Segundo pesquisa de 2022 da Kaya Mind, empresa de dados especializada no setor de cannabis, o mercado canábico medicinal movimentou cerca de 130 milhões de reais em 2021 no Brasil, uma alta de 124% em relação à 2020.
De gota em gota, de bloco em bloco
A Just Hemp Brasil, empresa que participa da feira e atua na venda de derivados da planta para uso medicinal com prescrição médica, afirma ter registrado um crescimento exponencial de vendas a partir de julho de 2022. A companhia foi criada em 2020.
“Podemos dizer que pela primeira vez (em 2023) chegamos na casa de sete dígitos de faturamento. Nosso faturamento mensal aumentou quatro vezes (em relação a 2020). Até o momento esse crescimento foi puramente orgânico”, disse Kennedy Bacarin, sócio da empresa, que tem permissão da Anvisa para importação de medicamentos com princípio ativo da cannabis.
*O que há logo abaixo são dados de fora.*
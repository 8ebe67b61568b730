//! Tracing setup for tests

use tracing_subscriber::EnvFilter;

/// Install a test subscriber so `RUST_LOG=repo_index=debug cargo test` shows crate logs
///
/// Safe to call from every test; only the first call installs the subscriber.
pub fn init_tracing() {
    let _ = tracing_subscriber::fmt()
        .with_env_filter(EnvFilter::from_default_env())
        .with_test_writer()
        .try_init();
}
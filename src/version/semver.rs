use std::cmp::Ordering;

use semver::Version;

use crate::version::error::VersionError;

/// Parse a version string into a semver::Version, normalizing partial versions.
///
/// Index documents are written by hand as often as by tools, so a leading
/// `v` is accepted and partial versions are padded with zeros. Pre-release
/// and build metadata are kept as written.
///
/// Examples:
/// - "1" -> Version(1, 0, 0)
/// - "v1.2" -> Version(1, 2, 0)
/// - "1.2-beta.1" -> Version(1, 2, 0, pre = "beta.1")
/// - "1.2.3+build" -> Version(1, 2, 3, build = "build")
pub fn parse_version(version: &str) -> Result<Version, VersionError> {
    let stripped = version.strip_prefix('v').unwrap_or(version);
    let (core, suffix) = match stripped.find(['-', '+']) {
        Some(idx) => stripped.split_at(idx),
        None => (stripped, ""),
    };
    let normalized = match core.split('.').count() {
        1 => format!("{core}.0.0{suffix}"),
        2 => format!("{core}.0{suffix}"),
        _ => stripped.to_string(),
    };
    Version::parse(&normalized).map_err(|_| VersionError::InvalidVersion(version.to_string()))
}

/// Compare two versions by SemVer precedence.
///
/// Unlike `Ord for Version`, build metadata does not take part in the
/// comparison, so `1.0.0+a` and `1.0.0+b` are equal.
pub fn compare_precedence(a: &Version, b: &Version) -> Ordering {
    (a.major, a.minor, a.patch)
        .cmp(&(b.major, b.minor, b.patch))
        .then_with(|| a.pre.cmp(&b.pre))
}
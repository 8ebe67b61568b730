//! Index document sources
//!
//! Fetching an index (over HTTP, from object storage, ...) is up to the
//! caller; [`IndexSource`] is the seam where the raw bytes come in.

use std::path::{Path, PathBuf};

#[cfg(test)]
use mockall::automock;
use thiserror::Error;
use tracing::debug;

use crate::config::INDEX_FILE_NAME;
use crate::index::{IndexFile, ParseError, parse_index};

#[derive(Debug, Error)]
pub enum SourceError {
    #[error("Failed to read {path:?}: {source}")]
    Io {
        path: PathBuf,
        #[source]
        source: std::io::Error,
    },

    #[error("Index unavailable: {0}")]
    Unavailable(String),
}

/// Error returned by [`load_index`]
#[derive(Debug, Error)]
pub enum LoadError {
    #[error(transparent)]
    Source(#[from] SourceError),

    #[error(transparent)]
    Parse(#[from] ParseError),
}

/// Trait for reading the raw bytes of an index document
#[cfg_attr(test, automock)]
pub trait IndexSource: Send + Sync {
    /// Human-readable location of the index, used in logs
    fn describe(&self) -> String;

    /// Read the whole index document
    fn read_index(&self) -> Result<Vec<u8>, SourceError>;
}

/// Index document stored on the local filesystem
#[derive(Debug, Clone)]
pub struct FileSource {
    path: PathBuf,
}

impl FileSource {
    /// Source reading the index document at `path`
    pub fn new(path: impl Into<PathBuf>) -> Self {
        Self { path: path.into() }
    }

    /// Source reading `index.yaml` from a repository directory
    pub fn from_repository_dir(dir: impl AsRef<Path>) -> Self {
        Self::new(dir.as_ref().join(INDEX_FILE_NAME))
    }

    pub fn path(&self) -> &Path {
        &self.path
    }
}

impl IndexSource for FileSource {
    fn describe(&self) -> String {
        self.path.display().to_string()
    }

    fn read_index(&self) -> Result<Vec<u8>, SourceError> {
        std::fs::read(&self.path).map_err(|source| SourceError::Io {
            path: self.path.clone(),
            source,
        })
    }
}

/// Read an index document from `source` and parse it
pub fn load_index<S: IndexSource + ?Sized>(source: &S) -> Result<IndexFile, LoadError> {
    debug!("Loading index from {}", source.describe());
    let data = source.read_index()?;
    Ok(parse_index(&data)?)
}
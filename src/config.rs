// =============================================================================
// Repository layout constants
// =============================================================================

/// File name of the index document at the root of a repository
pub const INDEX_FILE_NAME: &str = "index.yaml";
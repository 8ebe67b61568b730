//! Index documents used across tests

use repo_index::index::{IndexFile, VersionRecord};
use repo_index::version::parse_version;

/// Index with one package per ordering situation
pub const MIXED_INDEX: &str = r#"
apiVersion: v1
generated: 2024-05-01T12:00:00Z
entries:
  app:
    - name: app
      version: 1.2.0
      urls: ["https://repo.example.com/app-1.2.0.tgz"]
    - name: app
      version: 2.0.0
      urls:
        - https://repo.example.com/app-2.0.0.tgz
        - https://mirror.example.com/app-2.0.0.tgz
      digest: sha256:2f1c
    - name: app
      version: 1.9.0
      urls: ["https://repo.example.com/app-1.9.0.tgz"]
  tools:
    - version: not-a-version
    - version: 1.0.0
  prerelease:
    - version: 0.9.0
    - version: 1.0.0-rc.2
    - version: 1.0.0-rc.10
    - version: v0.10
  messy:
    - version: ""
    - version: 3.1.4
    - version: latest
    - version: 10.0.0
    - version: 2
    - version: 10.0.0-beta.1
    - version: nightly
  withdrawn:
    - version: 1.1.0
      removed: true
      created: 2024-02-01T08:30:00Z
    - version: 1.0.0
      created: 2024-01-01T08:30:00Z
"#;

/// Version strings of a package, in the order the index holds them
pub fn versions_of(index: &IndexFile, name: &str) -> Vec<String> {
    index
        .versions(name)
        .unwrap_or_default()
        .iter()
        .map(|record| record.version().to_string())
        .collect()
}

pub fn is_parseable(record: &VersionRecord) -> bool {
    parse_version(record.version()).is_ok()
}
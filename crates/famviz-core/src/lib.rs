//! Core library for the family visualizer scraper.
//!
//! This crate provides the incremental history aggregation (walk a
//! dictionary's commits, count the stems of each unseen revision, merge into
//! the persisted history) and the orchestration of a whole family scrape.

mod error;
pub mod exceptions;
mod merger;
mod options;
mod scraper;
mod select;
mod store;
mod target;

pub use error::{CoreError, CoreResult};
pub use merger::HistoryMerger;
pub use options::ScrapeOptions;
pub use scraper::{ScrapeReport, Scraper, Sources, UnmappedCommitter};
pub use select::{PairCode, mono_packages, pair_packages, pairs_of};
pub use store::{HistoryStore, PriorHistories};
pub use target::{TrackedFile, detect_dictionary};
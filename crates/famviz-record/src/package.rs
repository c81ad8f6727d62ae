//! Repository descriptors from the stats service catalog.

use serde::{Deserialize, Serialize};

/// Prefix shared by every repository and topic name.
const PREFIX: &str = "apertium-";

/// Removes the `apertium-` prefix, if present.
#[must_use]
pub fn strip_prefix(name: &str) -> &str {
    name.strip_prefix(PREFIX).unwrap_or(name)
}

/// A repository as listed by the stats service.
#[derive(Debug, Clone, PartialEq, Eq, Serialize, Deserialize)]
pub struct PackageDescriptor {
    /// Repository name, e.g. `apertium-tat-kir`.
    pub name: String,

    /// Topics such as `apertium-incubator`.
    #[serde(default)]
    pub topics: Vec<String>,
}

impl PackageDescriptor {
    /// Creates a new descriptor.
    #[must_use]
    pub fn new(name: impl Into<String>, topics: Vec<String>) -> Self {
        Self {
            name: name.into(),
            topics,
        }
    }

    /// Returns the first topic (without prefix) that is one of `locations`.
    #[must_use]
    pub fn location<'a>(&self, locations: &[&'a str]) -> Option<&'a str> {
        self.topics.iter().find_map(|topic| {
            let bare = strip_prefix(topic);
            locations.iter().copied().find(|loc| *loc == bare)
        })
    }
}

#[cfg(test)]
mod tests {
    use super::*;

    #[test]
    fn test_strip_prefix() {
        assert_eq!(strip_prefix("apertium-tat"), "tat");
        assert_eq!(strip_prefix("apertium-tat-kir"), "tat-kir");
        assert_eq!(strip_prefix("lttoolbox"), "lttoolbox");
    }

    #[test]
    fn test_location() {
        let package = PackageDescriptor::new(
            "apertium-tat-kir",
            vec!["apertium-pair".into(), "apertium-staging".into()],
        );
        assert_eq!(
            package.location(&["incubator", "nursery", "staging", "trunk"]),
            Some("staging")
        );
        assert_eq!(package.location(&["languages"]), None);
    }

    #[test]
    fn test_deserialize_without_topics() {
        let package: PackageDescriptor =
            serde_json::from_str(r#"{"name":"apertium-kir"}"#).unwrap();
        assert!(package.topics.is_empty());
    }
}
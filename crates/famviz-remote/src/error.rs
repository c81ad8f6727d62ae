//! Error types for remote collaborators.

/// Result type for remote operations.
pub type RemoteResult<T> = Result<T, RemoteError>;

/// Remote error types.
#[derive(Debug, thiserror::Error)]
pub enum RemoteError {
    /// Failed to build the HTTP client.
    #[error("failed to build HTTP client")]
    Client(#[source] reqwest::Error),

    /// The request could not be completed.
    #[error("request to {url} failed")]
    Request {
        url: String,
        #[source]
        source: reqwest::Error,
    },

    /// The server answered with a non-success status.
    #[error("{url} answered with HTTP {status}")]
    Status { url: String, status: u16 },

    /// The body could not be decoded.
    #[error("invalid response from {url}")]
    Decode {
        url: String,
        #[source]
        source: reqwest::Error,
    },

    /// The stats service answered without the expected field.
    #[error(
        "The stats-service seems to be updating at the moment ({url} has no `{field}`). Please try again later"
    )]
    ServiceUpdating { url: String, field: &'static str },

    /// The wiki page has no usable table.
    #[error("unable to read the wiki table at {url}: {reason}")]
    Wiki { url: String, reason: String },
}

impl RemoteError {
    /// Returns true for errors that a retry may resolve.
    #[must_use]
    pub fn is_transient(&self) -> bool {
        match self {
            Self::Request { source, .. } => {
                source.is_timeout() || source.is_connect() || source.is_request()
            }
            Self::Status { status, .. } => *status >= 500,
            _ => false,
        }
    }
}
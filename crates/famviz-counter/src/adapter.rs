//! Format dispatch to the registered counters.

use std::panic::{AssertUnwindSafe, catch_unwind};

use tracing::debug;

use crate::{CounterError, FileFormat, StemCounter};

/// Result of counting one revision.
#[derive(Debug, Clone, PartialEq, Eq)]
pub enum CountOutcome {
    /// The number of stems or entries.
    Stems(u64),
    /// The revision could not be counted; the caller skips it.
    Failed(String),
}

/// The set of counters available for dispatch.
#[derive(Default)]
pub struct CounterSet {
    counters: Vec<Box<dyn StemCounter>>,
}

impl CounterSet {
    /// Creates an empty set.
    #[must_use]
    pub fn new() -> Self {
        Self::default()
    }

    /// Adds a counter. Earlier counters win when several support a format.
    #[must_use]
    pub fn with_counter(mut self, counter: Box<dyn StemCounter>) -> Self {
        self.counters.push(counter);
        self
    }

    /// Returns the counter used for `format`.
    #[must_use]
    pub fn counter_for(&self, format: FileFormat) -> Option<&dyn StemCounter> {
        self.counters
            .iter()
            .find(|c| c.supports(format))
            .map(|c| &**c)
    }

    /// Counts `content` with the counter for `format`.
    ///
    /// Never fails: parse errors, missing counters and panics inside a
    /// counter all become [`CountOutcome::Failed`].
    ///
    /// A panic still goes through the process panic hook, so its message is
    /// printed to stderr whatever the log filter. The hook is global and is
    /// left to the binary.
    pub fn count(&self, content: &str, format: FileFormat, bilingual: bool) -> CountOutcome {
        let Some(counter) = self.counter_for(format) else {
            return CountOutcome::Failed(CounterError::Unsupported(format.to_string()).to_string());
        };

        match catch_unwind(AssertUnwindSafe(|| counter.count(content, bilingual))) {
            Ok(Ok(stems)) => CountOutcome::Stems(stems),
            Ok(Err(e)) => CountOutcome::Failed(e.to_string()),
            Err(_) => {
                debug!(counter = counter.name(), "counter panicked");
                CountOutcome::Failed(format!("{} counter aborted", counter.name()))
            }
        }
    }
}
Pelo levantamento da Kaya Mind, o número de pacientes no Brasil que tiveram acesso a produtos importados à base de cannabis medicinal somou 91.161 no ano passado.
O número não inclui os pacientes que realizaram tratamento por meio de farmácias, que são aproximadamente 26.400, e por associações sem fins lucrativos, representando por volta de 70 mil.
Bacarin, porém, citou que a dificuldade de acesso aos tratamentos com prescrição de canabidiol e outros princípios ativos presentes na maconha no Brasil torna o processo mais custoso.
“Vimos com bastante tristeza a nota técnica publicada esse ano pela Anvisa”, disse ele, referindo-se à ação da Anvisa em julho, quando foi proibida a importação de qualquer parte da planta com foco nas “inflorescências”, que concentram os princípios ativos medicinais e psicoativos da cannabis.
Segundo a o levantamento da Kaya, o valor do mercado de maconha no Brasil pode atingir 26 bilhões de reais no quarto ano após uma regulamentação mais progressista, incluindo os três usos da planta (medicinal, recreativo e industrial). Deste total, cerca de 8 bilhões de reais seriam recolhidos na forma de impostos pelo governo, de acordo com a empresa. O mesmo informe aponta que o cânhamo industrial poderia movimentar 4,9 bilhões de reais.
E é precisamente o uso industrial do cânhamo a principal aposta da startup Hempower, criada neste ano e outra participante da feira.
A empresa foi fundada pelo engenheiro civil Rodrigo Segamarchi, de 27 anos e que desenvolveu tijolos de concreto à base de fibras de cânhamo e que podem ser utilizados na construção civil com menor impacto ambiental, segundo ele.
“Essa é uma indústria que sai do resíduo de outra indústria”, disse.
Durante a ExpoCannabis, a Hempower apresentará uma parede formada por 30 blocos. Entre os benefícios do material em relação aos blocos de construção tradicionais, segundo a empresa, estão o isolamento térmico e acústico, a manutenção da umidade do ar no ambiente interno e o sequestro de carbono, por se tratar de uma matéria-prima vegetal.
No entanto, o custo de produção e a falta de maquinário e mão de obra capacitada ainda são um problema que a empresa pretende reduzir, buscando parceiros para desenvolver pesquisas e captar investidores na Expocannabis.
“Não adianta eu querer ser o ativista maluco que quer salvar o mundo, preciso falar a lógica do mercado e introduzir o material, mostrar pesquisas, ciência e ter comunicação clara e efetiva”, disse.